2. But Challenge Yourself
To follow on from point number one, do make sure your running race goals challenge you on some level. Make a mental checklist of areas you’d like to work on, then ensure every race you do ticks at least one box. Extend your race distance? Work on race pace? Challenge for a Personal Best? Race on new terrain, or perhaps in a new part of the world? Whatever your personal goals are, make sure each race you do moves you towards at least one of them.
3. Get Support
One of the main reasons female runners fail to make it to the start line of a race is lack of support. It can be so difficult to push through a training programme and stick to your goals if you lack support at home or – worse still – if those around you are actually trying to dissuade you or sabotage your efforts. So, before you sign up to a race, make sure you have all the support you need. Are your nearest and dearest, your partner and kids, work colleagues, best pals all on board? Then you’re good to go. You don’t need their permission, but you will need their encouragement.
4. Be Accountable
Once you’ve signed up to your race, make yourself accountable to friends, family, online buddies or Facebook groups and forums. Accountability is a powerful tool which will help keep you going through the toughest training programme.
5. Buddy Up
Find a training partner or even an online buddy who’s running the same race, and you can motivate each other. Running forums are a great place to start, or try the Facebook pages of the running event or race promoter. Keep each other on track, support each other, and even partner up for those challenging sessions like long runs, hill reps and sprints.
6. Stay Injury Free
It’s an obvious point, and easy for us to say, but do your best to stay injury free throughout training. This means a sensible training plan, no last minute panics, plenty of rest, and listening to your body.
7. Periodise Your Training
A good training routine will not just help you build the fitness and speed you need to tackle your race, but will help you avoid injury too. If you’re part of a running club, ask one of the coaches for help. Or ask online for experienced advice from runners and coaches. A good training plan shouldn’t overwhelm you but shouldn’t leave you under-trained, either. It should take into account your real-life circumstances and be adaptive enough to get you to the start line whatever life throws at you.
8. Stay Motivated
What motivates you? It could be connecting with others in a running club environment, using online and social media, blogging, using visual motivation like mood boards, or setting up a countdown on your phone. Use whatever motivational techniques work best for you to keep you connected to your goal throughout training.
9. Don’t Rush Or Panic
With the right training routine, you should peak just in time to stand at the start line of your race fresh, fit and ready to go. Make sure you have enough time built in for all the long runs and other key sessions you need. Take into account rest and recovery periods. And don’t rush, panic or try to catch up if you miss a significant part of your training plan. Either consider backing off and taking part to get round, or choosing another race a few weeks later.

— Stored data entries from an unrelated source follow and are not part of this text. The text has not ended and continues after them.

//! Nachrichten-Codec fuer das TeamTalk-Textprotokoll
//!
//! Parst und baut Zeilen im Format:
//!   eventname key1=123 key2="Wert mit Leerzeichen" key3=[1,2,drei]
//!
//! Die Zerlegung in Tokens folgt den Shell-Regeln (POSIX): Leerzeichen
//! trennen, `"..."` und `'...'` gruppieren, `\` escaped ausserhalb von
//! Anfuehrungszeichen jedes Zeichen, innerhalb von `"..."` nur `"` und `\`.
//! Zusaetzlich stehen `\r` und `\n` in `"..."` fuer CR und LF.

use crate::error::{ProtokollFehler, ProtokollResult};
use crate::value::{ist_ziffernfolge, ListItem, Params, Value};

/// Eine geparste Protokollnachricht
#[derive(Debug, Clone, PartialEq, Eq, Default)]
pub struct ProtocolMessage {
    /// Eventname wie empfangen (Vergleiche erfolgen in Kleinschreibung)
    pub event: String,
    /// Key-Value-Parameter in Empfangsreihenfolge
    pub params: Params,
}

impl ProtocolMessage {
    /// Erstellt eine Nachricht ohne Parameter
    pub fn neu(event: impl Into<String>) -> Self {
        Self {
            event: event.into(),
            params: Params::new(),
        }
    }

    /// Haengt einen Parameter an (Builder-Stil)
    pub fn mit(mut self, key: impl Into<String>, wert: impl Into<Value>) -> Self {
        self.params.insert(key.into(), wert.into());
        self
    }

    /// Eventname in Kleinschreibung
    pub fn event_normalisiert(&self) -> String {
        self.event.to_lowercase()
    }

    pub fn param(&self, key: &str) -> Option<&Value> {
        self.params.get(key)
    }

    /// Serialisiert die Nachricht als Zeile (ohne CRLF)
    pub fn build(&self) -> String {
        build(&self.event, &self.params)
    }
}

/// Parst eine Zeile in Event und typisierte Parameter
pub fn parse(line: &str) -> ProtokollResult<ProtocolMessage> {
    let line = line.trim();
    if line.is_empty() {
        return Err(ProtokollFehler::LeereZeile);
    }

    let tokens = tokenize(line)?;
    let mut tokens = tokens.into_iter();
    let event = tokens.next().ok_or(ProtokollFehler::LeereZeile)?;

    let mut params = Params::new();
    for token in tokens {
        let (key, roh) = token
            .split_once('=')
            .ok_or_else(|| ProtokollFehler::FehlendesGleichheitszeichen(token.clone()))?;
        params.insert(key.to_string(), typisieren(roh));
    }

    Ok(ProtocolMessage { event, params })
}

/// Baut eine Zeile aus Event und Parametern (Umkehrung von [`parse`])
pub fn build(event: &str, params: &Params) -> String {
    let mut zeile = String::from(event);
    for (key, wert) in params {
        zeile.push(' ');
        zeile.push_str(key);
        zeile.push('=');
        match wert {
            Value::Integer(n) => zeile.push_str(&n.to_string()),
            Value::Text(s) => skalar_schreiben(&mut zeile, s),
            Value::List(elemente) => {
                zeile.push('[');
                for (i, element) in elemente.iter().enumerate() {
                    if i > 0 {
                        zeile.push(',');
                    }
                    match element {
                        ListItem::Integer(n) => zeile.push_str(&n.to_string()),
                        ListItem::Text(s) => skalar_schreiben(&mut zeile, s),
                    }
                }
                zeile.push(']');
            }
        }
    }
    zeile
}

fn typisieren(roh: &str) -> Value {
    if let Some(innen) = roh.strip_prefix('[').and_then(|r| r.strip_suffix(']')) {
        if innen.is_empty() {
            return Value::List(Vec::new());
        }
        return Value::List(innen.split(',').map(ListItem::typisieren).collect());
    }
    Value::skalar(roh)
}

/// Ziffernfolgen unquotiert, alles andere in `"..."` mit escaptem `\`, `"`,
/// CR und LF (ein Wert darf nie eine neue Protokollzeile beginnen)
fn skalar_schreiben(ziel: &mut String, s: &str) {
    if ist_ziffernfolge(s) {
        ziel.push_str(s);
        return;
    }
    ziel.push('"');
    for c in s.chars() {
        match c {
            '"' | '\\' => {
                ziel.push('\\');
                ziel.push(c);
            }
            '\r' => ziel.push_str("\\r"),
            '\n' => ziel.push_str("\\n"),
            _ => ziel.push(c),
        }
    }
    ziel.push('"');
}

/// Zerlegt eine Zeile nach Shell-Regeln in Tokens
fn tokenize(input: &str) -> ProtokollResult<Vec<String>> {
    let mut tokens = Vec::new();
    let mut current = String::new();
    // Auch `""` erzeugt ein (leeres) Token
    let mut token_offen = false;
    let mut chars = input.chars();

    while let Some(c) = chars.next() {
        match c {
            '"' => {
                token_offen = true;
                loop {
                    match chars.next() {
                        Some('"') => break,
                        Some('\\') => match chars.next() {
                            Some(next @ ('"' | '\\')) => current.push(next),
                            Some('r') => current.push('\r'),
                            Some('n') => current.push('\n'),
                            Some(other) => {
                                current.push('\\');
                                current.push(other);
                            }
                            None => return Err(ProtokollFehler::OffenesAnfuehrungszeichen),
                        },
                        Some(other) => current.push(other),
                        None => return Err(ProtokollFehler::OffenesAnfuehrungszeichen),
                    }
                }
            }
            '\'' => {
                token_offen = true;
                loop {
                    match chars.next() {
                        Some('\'') => break,
                        Some(other) => current.push(other),
                        None => return Err(ProtokollFehler::OffenesAnfuehrungszeichen),
                    }
                }
            }
            '\\' => {
                let next = chars.next().ok_or(ProtokollFehler::UnvollstaendigesEscape)?;
                current.push(next);
                token_offen = true;
            }
            c if c.is_whitespace() => {
                if token_offen {
                    tokens.push(std::mem::take(&mut current));
                    token_offen = false;
                }
            }
            _ => {
                current.push(c);
                token_offen = true;
            }
        }
    }

    if token_offen {
        tokens.push(current);
    }

    Ok(tokens)
}

#[cfg(test)]
mod tests {
    use super::*;

    #[test]
    fn parse_nur_event() {
        let msg = parse("ping").unwrap();
        assert_eq!(msg.event, "ping");
        assert!(msg.params.is_empty());
    }

    #[test]
    fn parse_ganzzahl() {
        let msg = parse("ev k=42").unwrap();
        assert_eq!(msg.param("k"), Some(&Value::Integer(42)));
    }

    #[test]
    fn parse_quotierte_ziffern_mit_buchstaben_bleiben_text() {
        let msg = parse(r#"ev k="42a""#).unwrap();
        assert_eq!(msg.param("k"), Some(&Value::Text("42a".into())));
    }

    #[test]
    fn parse_gemischte_liste() {
        let msg = parse("ev k=[1,two,3]").unwrap();
        assert_eq!(
            msg.param("k"),
            Some(&Value::List(vec![
                ListItem::Integer(1),
                ListItem::Text("two".into()),
                ListItem::Integer(3),
            ]))
        );
    }

    #[test]
    fn parse_leere_liste() {
        let msg = parse("ev k=[]").unwrap();
        assert_eq!(msg.param("k"), Some(&Value::List(vec![])));
    }

    #[test]
    fn parse_quotierter_wert_mit_leerzeichen() {
        let msg = parse(r#"addchannel chanid=2 channel="Meine Lobby" topic='a b'"#).unwrap();
        assert_eq!(msg.param("channel"), Some(&Value::Text("Meine Lobby".into())));
        assert_eq!(msg.param("topic"), Some(&Value::Text("a b".into())));
    }

    #[test]
    fn parse_escapes_in_anfuehrungszeichen() {
        let msg = parse(r#"ev k="sagt \"hallo\" \\ ende""#).unwrap();
        assert_eq!(msg.param("k"), Some(&Value::Text(r#"sagt "hallo" \ ende"#.into())));
    }

    #[test]
    fn parse_leerer_quotierter_wert() {
        let msg = parse(r#"login password="""#).unwrap();
        assert_eq!(msg.param("password"), Some(&Value::Text(String::new())));
    }

    #[test]
    fn parse_teilt_am_ersten_gleichheitszeichen() {
        let msg = parse(r#"ev url="a=b=c""#).unwrap();
        assert_eq!(msg.param("url"), Some(&Value::Text("a=b=c".into())));
    }

    #[test]
    fn parse_behaelt_schreibweise_des_events() {
        let msg = parse("LoggedIn userid=3").unwrap();
        assert_eq!(msg.event, "LoggedIn");
        assert_eq!(msg.event_normalisiert(), "loggedin");
    }

    #[test]
    fn parse_fehler() {
        assert_eq!(parse(""), Err(ProtokollFehler::LeereZeile));
        assert_eq!(parse("  \r\n"), Err(ProtokollFehler::LeereZeile));
        assert_eq!(
            parse("ev kaputt"),
            Err(ProtokollFehler::FehlendesGleichheitszeichen("kaputt".into()))
        );
        assert_eq!(parse(r#"ev k="offen"#), Err(ProtokollFehler::OffenesAnfuehrungszeichen));
        assert_eq!(parse("ev k=a\\"), Err(ProtokollFehler::UnvollstaendigesEscape));
    }

    #[test]
    fn build_quoting_regeln() {
        let msg = ProtocolMessage::neu("login")
            .mit("nickname", "Bot Eins")
            .mit("protocol", "5.6")
            .mit("userid", "17")
            .mit("id", 1u64)
            .mit("list", vec![ListItem::Integer(1), ListItem::from("a b"), ListItem::from("9")]);
        assert_eq!(
            msg.build(),
            r#"login nickname="Bot Eins" protocol="5.6" userid=17 id=1 list=[1,"a b",9]"#
        );
    }

    #[test]
    fn build_ohne_params() {
        assert_eq!(build("ping", &Params::new()), "ping");
        let leer = ProtocolMessage::neu("x").mit("l", Vec::<ListItem>::new());
        assert_eq!(build("ev", &leer.params), "ev l=[]");
    }

    #[test]
    fn build_zeilenumbrueche_bleiben_eine_zeile() {
        let msg = ProtocolMessage::neu("message")
            .mit("type", 1u64)
            .mit("content", "hallo\r\nkick userid=9");
        let zeile = msg.build();
        assert_eq!(zeile, r#"message type=1 content="hallo\r\nkick userid=9""#);
        assert!(!zeile.contains('\n') && !zeile.contains('\r'));

        let zurueck = parse(&zeile).unwrap();
        assert_eq!(
            zurueck.param("content"),
            Some(&Value::Text("hallo\r\nkick userid=9".into()))
        );
    }

    #[test]
    fn parse_escapte_zeilenumbrueche() {
        let msg = parse(r#"messagedeliver content="eins\nzwei" pfad="C:\\neu""#).unwrap();
        assert_eq!(msg.param("content"), Some(&Value::Text("eins\nzwei".into())));
        assert_eq!(msg.param("pfad"), Some(&Value::Text("C:\\neu".into())));
    }

    #[test]
    fn round_trip_typerhaltend() {
        let zeilen = [
            r#"serverupdate name="Mein Server" usertimeout=60 motd="" maxusers=1000"#,
            r#"loggedin userid=5 nickname="Anna" channels=[1,lobby,3] status=[]"#,
            r#"messagedeliver type=1 srcuserid=3 content="sag \"hi\" \\ tschuess""#,
            "begin id=1",
        ];
        for zeile in zeilen {
            let erste = parse(zeile).unwrap();
            let zweite = parse(&erste.build()).unwrap();
            assert_eq!(erste, zweite, "Round-Trip fuer {zeile}");
        }
    }
}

10. Last Minute Details Matter
Finally, don’t forget those last minute details which can make or break your final few days. Nutrition, hydration, planning, logistics, travel plans, race kit, sleep, managing your stress levels… they’re all just as important as the weeks of training you’ve done to get to this point. Pay attention to the little details now, and you’ll stand on that start line confident that everything has gone to plan!